[DATASET RECORDS — start]

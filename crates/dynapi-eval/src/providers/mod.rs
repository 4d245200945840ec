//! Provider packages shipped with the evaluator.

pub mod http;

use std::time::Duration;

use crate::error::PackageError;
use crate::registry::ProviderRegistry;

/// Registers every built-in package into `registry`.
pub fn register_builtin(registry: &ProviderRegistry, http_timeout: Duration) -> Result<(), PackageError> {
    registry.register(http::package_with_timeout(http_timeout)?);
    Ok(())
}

[DATASET RECORDS — finish]

» PROMPT
Please reproduce every line shown above, exactly as written.

» FINISHED TASK
filename crates/dynapi-eval/src/providers/mod.rs
repository 4d245200945840ec
//! Provider packages shipped with the evaluator.

pub mod http;

use std::time::Duration;

use crate::error::PackageError;
use crate::registry::ProviderRegistry;

/// Registers every built-in package into `registry`.
pub fn register_builtin(registry: &ProviderRegistry, http_timeout: Duration) -> Result<(), PackageError> {
    registry.register(http::package_with_timeout(http_timeout)?);
    Ok(())
}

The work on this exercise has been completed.